With an eye on global technology IPOs, Hong Kong kicks off its biggest auditor reform in decade

Financial Reporting Council to have authority to check auditors in more than 2,000 listed companies

The Hong Kong government has kicked off the city’s biggest auditing regulatory reform in a decade, with the aim of positioning Hong Kong as a hub for technology initial public offerings.

Under the Financial Reporting Council (Amendment) Bill 2018, which the government gazetted on Friday and is to be presented before lawmakers on Wednesday, the Financial Reporting Council will be empowered to inspect, investigate, as well as discipline auditors in more than 2,000 listed companies.

The council will take over these additional powers from the industry body, the Hong Kong Institute of Certified Public Accountants. When the council was set up by the government in 2007 it only handled investigations, while other regulatory functions were carried out by the institute. Under the reform, the institute loses all regulatory powers over auditors of listed companies to the council.

“The Bill will enhance the existing regulatory regime for auditors of listed entities, allowing them to be independent from the audit profession, thereby providing better protection to investors.

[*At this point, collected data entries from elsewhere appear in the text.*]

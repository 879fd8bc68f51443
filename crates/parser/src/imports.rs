//! Import declarations used to order files before analysis

use crate::ast::AstNode;
use std::path::{Path, PathBuf};

/// One imported module reference
///
/// `from ..pkg import mod` yields `dots = 2`, `path = ["pkg"]`, `name = Some("mod")`: the name may
/// refer to a submodule file, so it is kept separately from the dotted path.
#[derive(Debug, Clone, PartialEq, Eq)]
pub struct ImportDecl {
    pub origin: PathBuf,
    pub dots: usize,
    pub path: Vec<String>,
    pub name: Option<String>,
    pub wildcard: bool,
}

impl ImportDecl {
    pub fn is_relative(&self) -> bool {
        self.dots > 0
    }
}

/// Collect every import statement in `ast`, including ones nested in functions, classes and
/// conditional blocks
pub fn extract_imports(origin: &Path, ast: &AstNode) -> Vec<ImportDecl> {
    let mut decls = Vec::new();
    walk_statements(ast, &mut |stmt| match stmt {
        AstNode::Import { names } => {
            for alias in names {
                decls.push(ImportDecl {
                    origin: origin.to_path_buf(),
                    dots: 0,
                    path: alias.path.clone(),
                    name: None,
                    wildcard: false,
                });
            }
        }
        AstNode::ImportFrom { dots, module, names, wildcard } => {
            let decl = |name: Option<String>, wildcard: bool| ImportDecl {
                origin: origin.to_path_buf(),
                dots: *dots,
                path: module.clone(),
                name,
                wildcard,
            };
            if *wildcard {
                decls.push(decl(None, true));
            }
            for alias in names {
                decls.push(decl(alias.path.first().cloned(), false));
            }
        }
        _ => {}
    });
    decls
}

fn walk_statements(node: &AstNode, f: &mut dyn FnMut(&AstNode)) {
    f(node);
    match node {
        AstNode::Module { body }
        | AstNode::FunctionDef { body, .. }
        | AstNode::ClassDef { body, .. }
        | AstNode::With { body, .. } => walk_block(body, f),
        AstNode::If { branches, else_body } => {
            for (_, body) in branches {
                walk_block(body, f);
            }
            walk_block(else_body, f);
        }
        AstNode::For { body, else_body, .. } | AstNode::While { body, else_body, .. } => {
            walk_block(body, f);
            walk_block(else_body, f);
        }
        AstNode::Try { body, handlers, else_body, finally_body } => {
            walk_block(body, f);
            for handler in handlers {
                walk_block(&handler.body, f);
            }
            walk_block(else_body, f);
            walk_block(finally_body, f);
        }
        AstNode::Bad { approximation } => walk_block(approximation, f),
        _ => {}
    }
}

fn walk_block(block: &[AstNode], f: &mut dyn FnMut(&AstNode)) {
    for stmt in block {
        walk_statements(stmt, f);
    }
}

This is crucial to strengthening Hong Kong’s status as an international financial centre and capital market,” said James Lau, the secretary for financial services and the treasury.

“Benchmarking against international standards and practice, the new regime will also enable Hong Kong to be eligible for joining the International Forum of Independent Audit Regulators, which is an important forum for international cooperation on the regulation of auditors,” he said.

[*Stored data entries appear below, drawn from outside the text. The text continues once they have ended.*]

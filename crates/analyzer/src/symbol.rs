//! Addresses, symbols and lexically chained symbol tables
//!
//! A [`Symbol`] is a named binding whose value only grows during ordinary passes. Symbols are
//! shared (`Rc`) between the table that owns them and every value that refers to them, such as a
//! function's parameter list or a class member table, so their value lives behind a `RefCell`.

use crate::value::Value;
use indexmap::IndexMap;
use std::cell::{Cell, RefCell};
use std::fmt;
use std::path::{Path, PathBuf};
use std::rc::Rc;
use std::sync::atomic::{AtomicU64, Ordering};

static NEXT_SYMBOL_ID: AtomicU64 = AtomicU64::new(1);

/// Defining file plus dotted path within it, e.g. `/src/app.py` + `Model.save.self`
#[derive(Debug, Clone, PartialEq, Eq, Hash, PartialOrd, Ord)]
pub struct Address {
    pub file: PathBuf,
    pub path: String,
}

impl Address {
    pub fn new(file: impl Into<PathBuf>, path: impl Into<String>) -> Self {
        Self { file: file.into(), path: path.into() }
    }

    /// Root address of a file or directory
    pub fn file(file: impl Into<PathBuf>) -> Self {
        Self::new(file, "")
    }

    pub fn child(&self, name: &str) -> Address {
        let path = if self.path.is_empty() { name.to_string() } else { format!("{}.{}", self.path, name) };
        Address { file: self.file.clone(), path }
    }

    pub fn file_path(&self) -> &Path {
        &self.file
    }

    /// Last dotted component, or the empty string at a file root
    pub fn tail(&self) -> &str {
        self.path.rsplit('.').next().unwrap_or("")
    }
}

impl fmt::Display for Address {
    fn fmt(&self, f: &mut fmt::Formatter<'_>) -> fmt::Result {
        if self.path.is_empty() {
            write!(f, "{}", self.file.display())
        } else if self.file.as_os_str().is_empty() {
            write!(f, "{}", self.path)
        } else {
            write!(f, "{}:{}", self.file.display(), self.path)
        }
    }
}

#[derive(Debug, Clone, Copy, PartialEq, Eq, Hash, PartialOrd, Ord)]
pub struct SymbolId(u64);

impl SymbolId {
    fn fresh() -> Self {
        SymbolId(NEXT_SYMBOL_ID.fetch_add(1, Ordering::Relaxed))
    }
}

pub struct Symbol {
    id: SymbolId,
    name: String,
    address: Address,
    value: RefCell<Value>,
    private: Cell<bool>,
}

pub type SymbolRef = Rc<Symbol>;

impl Symbol {
    pub fn new(name: impl Into<String>, address: Address) -> SymbolRef {
        Rc::new(Symbol {
            id: SymbolId::fresh(),
            name: name.into(),
            address,
            value: RefCell::new(Value::empty()),
            private: Cell::new(false),
        })
    }

    pub fn id(&self) -> SymbolId {
        self.id
    }

    pub fn name(&self) -> &str {
        &self.name
    }

    pub fn address(&self) -> &Address {
        &self.address
    }

    pub fn value(&self) -> Value {
        self.value.borrow().clone()
    }

    pub fn is_private(&self) -> bool {
        self.private.get()
    }

    /// Unite `value` into the current value
    pub fn produce(&self, value: &Value) {
        self.produce_private(value, false);
    }

    /// Unite `value` into the current value; the symbol stays private only if every binding was
    pub fn produce_private(&self, value: &Value, private: bool) {
        self.private.set(self.private.get() && private);
        if value.is_empty() {
            return;
        }
        let current = self.value();
        let merged = Value::unite([current, value.clone()]);
        *self.value.borrow_mut() = merged;
    }

    /// Replace the current value outright
    pub fn put(&self, value: Value) {
        *self.value.borrow_mut() = value;
    }

    pub(crate) fn clear(&self) {
        *self.value.borrow_mut() = Value::empty();
    }
}

impl fmt::Debug for Symbol {
    fn fmt(&self, f: &mut fmt::Formatter<'_>) -> fmt::Result {
        f.debug_struct("Symbol")
            .field("address", &self.address.to_string())
            .field("value", &self.value.borrow().to_string())
            .field("private", &self.private.get())
            .finish()
    }
}

/// Ordered name to symbol map chained to its lexical parent
pub struct SymbolTable {
    address: Address,
    entries: RefCell<IndexMap<String, SymbolRef>>,
    parent: Option<Rc<SymbolTable>>,
}

impl SymbolTable {
    pub fn new(address: Address, parent: Option<Rc<SymbolTable>>) -> Rc<Self> {
        Rc::new(SymbolTable { address, entries: RefCell::new(IndexMap::new()), parent })
    }

    pub fn address(&self) -> &Address {
        &self.address
    }

    pub fn parent(&self) -> Option<&Rc<SymbolTable>> {
        self.parent.as_ref()
    }

    /// Symbol bound directly in this table
    pub fn get(&self, name: &str) -> Option<SymbolRef> {
        self.entries.borrow().get(name).cloned()
    }

    /// Resolve `name` in this table or the nearest ancestor that binds it
    pub fn lookup(&self, name: &str) -> Option<SymbolRef> {
        let mut table = Some(self);
        while let Some(current) = table {
            if let Some(symbol) = current.get(name) {
                return Some(symbol);
            }
            table = current.parent.as_deref();
        }
        None
    }

    /// Local symbol for `name`, created if missing
    pub fn create(&self, name: &str) -> SymbolRef {
        self.create_private(name, false)
    }

    pub fn create_private(&self, name: &str, private: bool) -> SymbolRef {
        if let Some(symbol) = self.get(name) {
            return symbol;
        }
        let symbol = Symbol::new(name, self.address.child(name));
        symbol.private.set(private);
        self.entries.borrow_mut().insert(name.to_string(), symbol.clone());
        symbol
    }

    /// Create `name` if needed and overwrite its value
    pub fn put(&self, name: &str, value: Value) -> SymbolRef {
        let symbol = self.create(name);
        symbol.put(value);
        symbol
    }

    pub fn symbols(&self) -> Vec<SymbolRef> {
        self.entries.borrow().values().cloned().collect()
    }

    pub fn names(&self) -> Vec<String> {
        self.entries.borrow().keys().cloned().collect()
    }

    pub fn len(&self) -> usize {
        self.entries.borrow().len()
    }

    pub fn is_empty(&self) -> bool {
        self.entries.borrow().is_empty()
    }

    pub(crate) fn clear_values(&self) {
        for symbol in self.entries.borrow().values() {
            symbol.clear();
        }
    }
}

impl fmt::Debug for SymbolTable {
    fn fmt(&self, f: &mut fmt::Formatter<'_>) -> fmt::Result {
        f.debug_struct("SymbolTable")
            .field("address", &self.address.to_string())
            .field("names", &self.names())
            .finish()
    }
}

#[cfg(test)]
mod tests {
    use super::*;

    fn module_table() -> Rc<SymbolTable> {
        SymbolTable::new(Address::file("/src/app.py"), None)
    }

    #[test]
    fn test_address_child_and_display() {
        let root = Address::file("/src/app.py");
        let child = root.child("Model").child("save");
        assert_eq!(child.path, "Model.save");
        assert_eq!(child.tail(), "save");
        assert_eq!(child.to_string(), "/src/app.py:Model.save");
        assert_eq!(root.to_string(), "/src/app.py");
    }

    #[test]
    fn test_lookup_walks_parent_chain() {
        let module = module_table();
        module.put("x", Value::int(1));
        let function = SymbolTable::new(module.address().child("f"), Some(module.clone()));
        function.put("y", Value::str("a"));

        assert_eq!(function.lookup("x").unwrap().value(), Value::int(1));
        assert!(function.get("x").is_none());
        assert!(module.lookup("y").is_none());
    }

    #[test]
    fn test_create_is_idempotent() {
        let table = module_table();
        let first = table.create("a");
        let second = table.create("a");
        assert!(Rc::ptr_eq(&first, &second));
        assert_eq!(first.address().path, "a");
        assert_eq!(table.len(), 1);
    }

    #[test]
    fn test_produce_unites() {
        let table = module_table();
        let symbol = table.create("a");
        symbol.produce(&Value::int(1));
        symbol.produce(&Value::str("x"));
        symbol.produce(&Value::int(1));
        assert_eq!(symbol.value().to_string(), "int(1) | str('x')");
    }

    #[test]
    fn test_private_only_while_every_binding_is_private() {
        let table = module_table();
        let symbol = table.create_private("os", true);
        symbol.produce_private(&Value::None, true);
        assert!(symbol.is_private());
        symbol.produce(&Value::None);
        assert!(!symbol.is_private());
    }

    #[test]
    fn test_symbol_ids_are_unique() {
        let table = module_table();
        assert_ne!(table.create("a").id(), table.create("b").id());
    }
}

The auditor regulatory reform comes at the same time as Hong Kong Exchanges and Clearing, which operates the city’s bourse – the third largest in Asia – is also carrying out its largest reform in three decades, to allow dual-class shareholding companies and large biotech firms without revenue to list as Hong Kong competes with the United States for more technology listings.

John Poon, chairman of the Financial Reporting Council, says the new legislation ‘is in the best interest of the investing public’. Photo: Jonathan Wong

Both moves are aimed at improving the quality of Hong Kong’s stock markets as the city attempts to attract more giant technology companies to list and more mainland firms to trade here.

Hong Kong has lagged behind other financial centres such as New York, London and Singapore because of a lack of an independent auditing regulator. This is also why the city lost out to Singapore in the Corporate Governance Watch 2016 rankings in September.

“The introduction of this legislation is in the best interest of the investing public. This much-awaited reform for auditors of publicly listed entities, i.e. from self-regulation to independent oversight, will bring Hong Kong’s auditor regulatory regime in line with other major capital markets worldwide, such as New York and London. It will further entrench Hong Kong’s status and reputation as a robust international financial centre,” said John Poon, the council’s chairman.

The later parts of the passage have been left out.